Category 1 Defective Building Work

For the purposes of this policy, category 1 defective building work is:

A. Building work (other than residential construction work causing footing or slab movement) that is faulty or unsatisfactory because it either:

  1. (a)
    adversely affects the structural performance of a building;
  1. (b)
    adversely affects the health or safety of persons residing in or occupying a building;
  1. (c)
    adversely affects the functional use of the building; or
  1. (d)
    allows water penetration into a building.

Examples of category 1 defective building work include:

  • leaks in roofs, showers, doors, windows or walls;
  • faulty or inadequate flashing;
  • faulty or inadequate damp proof course;
  • fretting or spalling masonry;
  • inadequate strength mortar;
  • extensive cracking or distortion of wall or ceiling lining beyond normal frame settlement;
  • shrinkage or thermal movement;
  • extensive cracking or dislodgement of floor or wall tiles;
  • defective, incomplete or inadequate termite protection methods;
  • inadequate provision for discharge of roof water;
  • incorrect or inadequate site drainage;
  • paint – large areas delaminating – adhesion failure; and
  • use of materials not fit for the purpose.

Category 2 Defective Building Work

For the purposes of this policy, category 2 defective building work is building work that is faulty or unsatisfactory because it does not meet reasonable standards of construction and finish or has caused a “settling in period” defect in a new building.

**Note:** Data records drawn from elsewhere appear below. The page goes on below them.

//! Training examples consumed by one loss computation.

use crate::{Result, RlftError};
use serde::{Deserialize, Serialize};
use std::collections::HashMap;
use std::io::BufRead;

/// One role/content turn of a conversation.
#[derive(Clone, Debug, PartialEq, Eq, Serialize, Deserialize)]
pub struct Message {
    pub role: String,
    pub content: String,
}

impl Message {
    pub fn new(role: impl Into<String>, content: impl Into<String>) -> Self {
        Self {
            role: role.into(),
            content: content.into(),
        }
    }

    pub fn user(content: impl Into<String>) -> Self {
        Self::new("user", content)
    }

    pub fn assistant(content: impl Into<String>) -> Self {
        Self::new("assistant", content)
    }
}

/// A scored conversation with its precomputed advantage.
///
/// Any extra fields (labels, ids) are kept in `extra` and never read here.
#[derive(Clone, Debug, Serialize, Deserialize)]
pub struct Example {
    pub completion: Vec<Message>,
    pub advantage: f64,
    #[serde(flatten)]
    pub extra: HashMap<String, serde_json::Value>,
}

impl Example {
    pub fn new(completion: Vec<Message>, advantage: f64) -> Self {
        Self {
            completion,
            advantage,
            extra: HashMap::new(),
        }
    }
}

/// Read one example per line, skipping blank lines.
pub fn read_jsonl(reader: impl BufRead) -> Result<Vec<Example>> {
    let mut examples = Vec::new();
    for (lineno, line) in reader.lines().enumerate() {
        let line = line?;
        if line.trim().is_empty() {
            continue;
        }
        let example: Example = serde_json::from_str(&line).map_err(|e| {
            RlftError::DataContract {
                row: Some(examples.len()),
                reason: format!("line {}: {}", lineno + 1, e),
            }
        })?;
        examples.push(example);
    }
    Ok(examples)
}

#[cfg(test)]
mod tests {
    use super::*;

    #[test]
    fn test_example_keeps_extra_fields() {
        let json = r#"{
            "completion": [
                {"role": "user", "content": "2+2?"},
                {"role": "assistant", "content": "4"}
            ],
            "advantage": 0.8,
            "label": "4"
        }"#;
        let example: Example = serde_json::from_str(json).unwrap();
        assert_eq!(example.completion.len(), 2);
        assert_eq!(example.completion[1], Message::assistant("4"));
        assert_eq!(example.advantage, 0.8);
        assert_eq!(example.extra["label"], serde_json::json!("4"));
    }

    #[test]
    fn test_read_jsonl() {
        let input = concat!(
            r#"{"completion": [{"role": "user", "content": "a"}], "advantage": 1.0}"#,
            "\n\n",
            r#"{"completion": [{"role": "user", "content": "b"}], "advantage": -1.0}"#,
            "\n"
        );
        let examples = read_jsonl(input.as_bytes()).unwrap();
        assert_eq!(examples.len(), 2);
        assert_eq!(examples[1].advantage, -1.0);
    }

    #[test]
    fn test_read_jsonl_reports_bad_line() {
        let input = concat!(
            r#"{"completion": [], "advantage": 1.0}"#,
            "\n",
            r#"{"completion": "oops"}"#
        );
        let err = read_jsonl(input.as_bytes()).unwrap_err();
        match err {
            RlftError::DataContract { row, reason } => {
                assert_eq!(row, Some(1));
                assert!(reason.starts_with("line 2"));
            }
            other => panic!("unexpected error: {other}"),
        }
    }
}
//! Synthetic GRPO run: a toy byte-level model learns to prefer completions
//! with positive advantage.

use anyhow::Result;
use std::collections::HashMap;
use std::path::PathBuf;
use tch::nn::OptimizerConfig;
use tch::{nn, Device};

use rlft::config::GrpoConfig;
use rlft::data::{Example, Message};
use rlft::log::{CompositeLogger, ConsoleLogger, JsonlLogger, MetricLogger};
use rlft::model::{HasVarStore, TinyLm, TinyLmConfig};
use rlft::prepare::{ByteTokenizer, ChatFormatter};
use rlft::trainer::GrpoTrainer;
use rlft::utils::{format_duration, set_seed};

/// Renders each turn as `<role>content`.
struct RoleTagFormatter;

impl ChatFormatter for RoleTagFormatter {
    fn format(&self, messages: &[Message]) -> rlft::Result<String> {
        Ok(messages
            .iter()
            .map(|m| format!("<{}>{}", m.role, m.content))
            .collect())
    }
}

fn batch() -> Vec<Example> {
    let prompt = "what is 2+2?";
    [("4", 1.0), ("four", 0.5), ("5", -1.0), ("22", -0.5)]
        .into_iter()
        .map(|(answer, advantage)| {
            Example::new(
                vec![Message::user(prompt), Message::assistant(answer)],
                advantage,
            )
        })
        .collect()
}

pub fn run(
    steps: usize,
    lr: f64,
    output_dir: PathBuf,
    config: Option<PathBuf>,
    log_file: Option<PathBuf>,
) -> Result<()> {
    let config = match config {
        Some(path) => GrpoConfig::from_json_file(path)?,
        None => GrpoConfig::new(output_dir)
            .with_adapter(true)
            .with_response_delimiter("<assistant>")
            .with_save_interval_secs(30),
    };

    let device = if tch::Cuda::is_available() {
        tracing::info!("Using CUDA");
        Device::Cuda(0)
    } else {
        tracing::info!("Using CPU");
        Device::Cpu
    };

    let mut model_config = TinyLmConfig::new(ByteTokenizer::VOCAB_SIZE, 64);
    if config.use_adapter {
        model_config = model_config.with_adapter(8, 16.0);
    }

    set_seed(config.seed);
    let mut policy = TinyLm::new(model_config.clone(), device)?;
    policy.set_precision(config.precision()?);

    tracing::info!(
        steps,
        lr,
        adapter = config.use_adapter,
        output_dir = %config.output_dir.display(),
        "Starting demo"
    );

    let builder = if config.use_adapter {
        GrpoTrainer::builder(config, policy, RoleTagFormatter, ByteTokenizer)
    } else {
        // Same seed, same initial weights: a frozen copy of the starting policy.
        set_seed(config.seed);
        let mut reference = TinyLm::new(model_config, device)?;
        reference.set_precision(config.precision()?);
        GrpoTrainer::builder(config, policy, RoleTagFormatter, ByteTokenizer)
            .reference(Box::new(reference))
    };
    let mut trainer = builder.build()?;

    let mut optimizer = nn::Adam::default().build(trainer.policy_mut().var_store_mut(), lr)?;

    let mut logger = CompositeLogger::default();
    logger.add(Box::new(ConsoleLogger::with_run_name("demo")));
    if let Some(path) = log_file {
        logger.add(Box::new(JsonlLogger::new(path)?));
    }

    let batch = batch();
    let start = std::time::Instant::now();
    let log_every = (steps / 10).max(1);

    for step in 1..=steps {
        let loss = trainer.compute_loss(&batch, false)?;
        optimizer.backward_step(&loss);

        if step % log_every == 0 || step == steps {
            let mut logs = HashMap::new();
            logs.insert("loss".to_string(), loss.double_value(&[]));
            trainer.log(logs, &logger, step as u64);
        }
    }

    trainer.save_now()?;
    logger.close();

    tracing::info!(
        elapsed = %format_duration(start.elapsed()),
        saves = trainer.scheduler().save_count(),
        "Demo complete"
    );
    Ok(())
}
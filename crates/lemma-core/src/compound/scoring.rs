//! Split scoring. The weights are tuned linguistic priors; keep them as-is.

const BALANCE_WEIGHT: f64 = 0.2;
const LENGTH_WEIGHT: f64 = 0.2;
/// Average part length at which the length component saturates.
const LENGTH_CAP: f64 = 6.0;
const TAIL_BONUS: f64 = 0.3;
const BOTH_COMMON_PENALTY: f64 = 0.3;
const NEITHER_COMMON_BONUS: f64 = 0.2;
const SHORT_PART_LEN: usize = 4;
const SHORT_PART_PENALTY: f64 = 0.15;

/// Score multiplier for splits found by stripping a linking letter.
pub const LINKING_MULTIPLIER: f64 = 0.95;

/// Highest score `score` can return.
pub const MAX_SCORE: f64 = BALANCE_WEIGHT + LENGTH_WEIGHT + TAIL_BONUS + NEITHER_COMMON_BONUS;

/// Lexical features of one split candidate. Lengths are in characters.
#[derive(Debug, Clone, Copy, PartialEq)]
pub struct SplitFeatures {
    pub left_len: usize,
    pub right_len: usize,
    pub right_is_tail: bool,
    pub left_common: bool,
    pub right_common: bool,
}

/// Non-negative score of a split; higher is more compound-like.
pub fn score(f: &SplitFeatures) -> f64 {
    let (l, r) = (f.left_len as f64, f.right_len as f64);
    let total = l + r;
    if total == 0.0 {
        return 0.0;
    }

    let balance = 1.0 - (l - r).abs() / total;
    let length = (total / 2.0 / LENGTH_CAP).min(1.0);
    let mut s = balance * BALANCE_WEIGHT + length * LENGTH_WEIGHT;

    if f.right_is_tail {
        s += TAIL_BONUS;
    }
    match (f.left_common, f.right_common) {
        (true, true) => s -= BOTH_COMMON_PENALTY,
        (false, false) => s += NEITHER_COMMON_BONUS,
        _ => {}
    }
    if f.left_len < SHORT_PART_LEN || f.right_len < SHORT_PART_LEN {
        s -= SHORT_PART_PENALTY;
    }
    s.max(0.0)
}

#[cfg(test)]
mod tests {
    use super::*;

    fn features(left_len: usize, right_len: usize) -> SplitFeatures {
        SplitFeatures {
            left_len,
            right_len,
            right_is_tail: false,
            left_common: false,
            right_common: false,
        }
    }

    #[test]
    fn test_max_score_is_attainable() {
        let f = SplitFeatures {
            right_is_tail: true,
            ..features(6, 6)
        };
        assert!((score(&f) - MAX_SCORE).abs() < 1e-12);
        assert!((MAX_SCORE - 0.9).abs() < 1e-12);
    }

    #[test]
    fn test_balance_and_length() {
        // balance 1 - 3/19, average length capped at 1
        let f = features(11, 8);
        let expected = (1.0 - 3.0 / 19.0) * 0.2 + 0.2 + 0.2;
        assert!((score(&f) - expected).abs() < 1e-12);
    }

    #[test]
    fn test_both_common_penalised() {
        let f = SplitFeatures {
            left_common: true,
            right_common: true,
            ..features(4, 4)
        };
        let expected = 0.2 + (4.0 / 6.0) * 0.2 - 0.3;
        assert!((score(&f) - expected).abs() < 1e-12);
    }

    #[test]
    fn test_short_part_and_clamp() {
        let f = SplitFeatures {
            left_common: true,
            right_common: true,
            ..features(2, 12)
        };
        assert_eq!(score(&f), 0.0);
    }

    #[test]
    fn test_empty_parts() {
        assert_eq!(score(&features(0, 0)), 0.0);
    }
}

Examples of category 2 defective building work include:

  • sticking doors or windows;
  • cracked plasterboard joints, cornice joints; and
  • poor finishing detail, including paint work.
  1. [20]
    It is necessary for me to have regard to this policy document.  As stated by Member Paratz in Imperial Homes (Queensland) Pty Ltd v Queensland Building and Construction Commission [2014] QCAT 42 at [49]:-

The defects policy is a policy to which the Commission is to have regard, and to which the Tribunal will have regard.  The effect of it is to assist in the assessment of what is fair.  I do not consider that strict compliance with each of its provisions is required having regard to the strict wording only, rather regard is to be had to the intent.

  1. [21]
    The policy applying at the time to this case provides guidance as to the reasonably relevant circumstances rather than fairness and so this passage needs to be read with that in mind.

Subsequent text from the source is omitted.